After a busy day in the office, I welcomed Michael Lassman of Equality Edge to WCVS to meet with members of the Watford One World forum on their future priorities.
Meanwhile, I attended One Watford’s evening consultation on revisions to the Community Plan. We saw the finished vox pop DVD on Watford and heard various speakers from the One Watford LSP.
Through initial discussions, the One Watford LSP has identified six priority tasks to create: a well-planned town with homes to suit all needs, a safer town, a healthy town, a prosperous and educated town, a town that protects its environment and heritage, a well-informed community where everyone can contribute. I ended up speaking on the theme of a well-planned town.
The event was well attended and there were some lively discussions as people talked through the themes and the individual priorities within the themes. The meeting was hosted by elected Mayor Dorothy Thornhill who spoke eloquently on Watford and its people. It is a subject on which she feels great passion and she manages to communicate this passion very well: she can be quite magnificent like a fully rigged galleon running before the trade winds. Tonight she was not even ruffled by the (temporary) loss of her glasses.
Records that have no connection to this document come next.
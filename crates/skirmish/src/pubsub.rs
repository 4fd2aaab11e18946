//! Subscription management and typed publishing.
//!
//! [`subscribe`] is the delivery loop: declare and bind the queue, cap
//! unacknowledged deliveries at the prefetch window, decode each payload
//! with the subscription's declared wire format, run the handler, and
//! settle the delivery according to the [`AckDecision`] it returns.
//! Undecodable payloads are discarded to the dead-letter exchange rather
//! than crashing the loop.

use std::sync::Arc;

use async_trait::async_trait;
use serde::de::DeserializeOwned;
use serde::Serialize;
use tokio::task::JoinHandle;
use tracing::{debug, error, warn};

use crate::data::GameLog;
use crate::error::{PublishError, TransportError};
use crate::routing::{per_player_key, EXCHANGE_TOPIC, GAME_LOGS_PREFIX};
use crate::transport::{Publisher, QueueType, Transport, PREFETCH_WINDOW};
use crate::wire::WireFormat;

/// How a handled delivery must be settled with the broker. Every handler
/// returns exactly one of these; there is no default.
#[derive(Debug, Clone, Copy, PartialEq, Eq)]
pub enum AckDecision {
    /// Business state is resolved; remove the message.
    Ack,
    /// Recoverable infrastructure failure, or the message belongs to a
    /// different consumer instance; redeliver it.
    NackRequeue,
    /// Permanently irrelevant or malformed; route to the dead letter.
    NackDiscard,
}

/// A typed delivery handler. Runs the relevant rule function and maps its
/// outcome (plus any side-effect publish result) to an [`AckDecision`].
#[async_trait]
pub trait Handler<T>: Send + Sync {
    async fn handle(&self, message: T) -> AckDecision;
}

/// Encode `value` with `format` and publish it, waiting for the broker's
/// confirm.
pub async fn publish<T: Serialize + Sync>(
    publisher: &dyn Publisher,
    exchange: &str,
    routing_key: &str,
    format: WireFormat,
    value: &T,
) -> Result<(), PublishError> {
    let payload = format.encode(value).map_err(|reason| PublishError::Encode {
        routing_key: routing_key.to_owned(),
        reason,
    })?;
    publisher
        .publish(exchange, routing_key, format.content_type(), payload)
        .await
}

/// Publish a structured-text (JSON) payload.
pub async fn publish_json<T: Serialize + Sync>(
    publisher: &dyn Publisher,
    exchange: &str,
    routing_key: &str,
    value: &T,
) -> Result<(), PublishError> {
    publish(publisher, exchange, routing_key, WireFormat::Json, value).await
}

/// Publish a compact-binary (CBOR) payload.
pub async fn publish_cbor<T: Serialize + Sync>(
    publisher: &dyn Publisher,
    exchange: &str,
    routing_key: &str,
    value: &T,
) -> Result<(), PublishError> {
    publish(publisher, exchange, routing_key, WireFormat::Cbor, value).await
}

/// Publish a game-log entry under `game_logs.<username>` on the topic
/// exchange, timestamped now.
pub async fn publish_game_log(
    publisher: &dyn Publisher,
    username: &str,
    message: impl Into<String> + Send,
) -> Result<(), PublishError> {
    let log = GameLog::new(username, message);
    publish_cbor(
        publisher,
        EXCHANGE_TOPIC,
        &per_player_key(GAME_LOGS_PREFIX, username),
        &log,
    )
    .await
}

/// Declare and bind `queue`, then consume it on a background task.
///
/// Handlers run concurrently up to the prefetch window: each delivery is
/// settled on its own task, and the broker withholds further deliveries
/// while [`PREFETCH_WINDOW`] of them are unsettled. The returned handle
/// resolves when the delivery stream closes.
pub async fn subscribe<T, H>(
    transport: Arc<dyn Transport>,
    exchange: &str,
    queue: &str,
    routing_key: &str,
    queue_type: QueueType,
    format: WireFormat,
    handler: H,
) -> Result<JoinHandle<()>, TransportError>
where
    T: DeserializeOwned + Send + 'static,
    H: Handler<T> + 'static,
{
    transport
        .declare_and_bind(exchange, queue, routing_key, queue_type)
        .await?;
    let mut deliveries = transport.consume(queue, PREFETCH_WINDOW).await?;

    let queue = queue.to_owned();
    let handler = Arc::new(handler);
    Ok(tokio::spawn(async move {
        while let Some(delivery) = deliveries.recv().await {
            let queue = queue.clone();
            let handler = Arc::clone(&handler);
            tokio::spawn(async move {
                let message: T = match format.decode(delivery.payload()) {
                    Ok(message) => message,
                    Err(err) => {
                        warn!(%queue, error = %err, "discarding undecodable delivery");
                        if let Err(err) = delivery.nack(false).await {
                            error!(%queue, error = %err, "failed to settle delivery");
                        }
                        return;
                    }
                };

                let decision = handler.handle(message).await;
                let settled = match decision {
                    AckDecision::Ack => {
                        debug!(%queue, "acknowledging delivery");
                        delivery.ack().await
                    }
                    AckDecision::NackRequeue => {
                        debug!(%queue, "nacking and requeuing delivery");
                        delivery.nack(true).await
                    }
                    AckDecision::NackDiscard => {
                        debug!(%queue, "nacking and discarding delivery");
                        delivery.nack(false).await
                    }
                };
                if let Err(err) = settled {
                    error!(%queue, error = %err, "failed to settle delivery");
                }
            });
        }
        debug!(%queue, "delivery stream closed");
    }))
}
I have always admired the raw democracy of the town meetings of ancient Greece or eighteenth century American. Tonight’s meeting felt very egalitarian, honest, charming and human: but it is only one stage in the overall process of revising the local plan.
Taking part in discussions on Watford’s future meant that I once again missed out on folk dancing in Welwyn – a small price to pay for a healthy local democracy.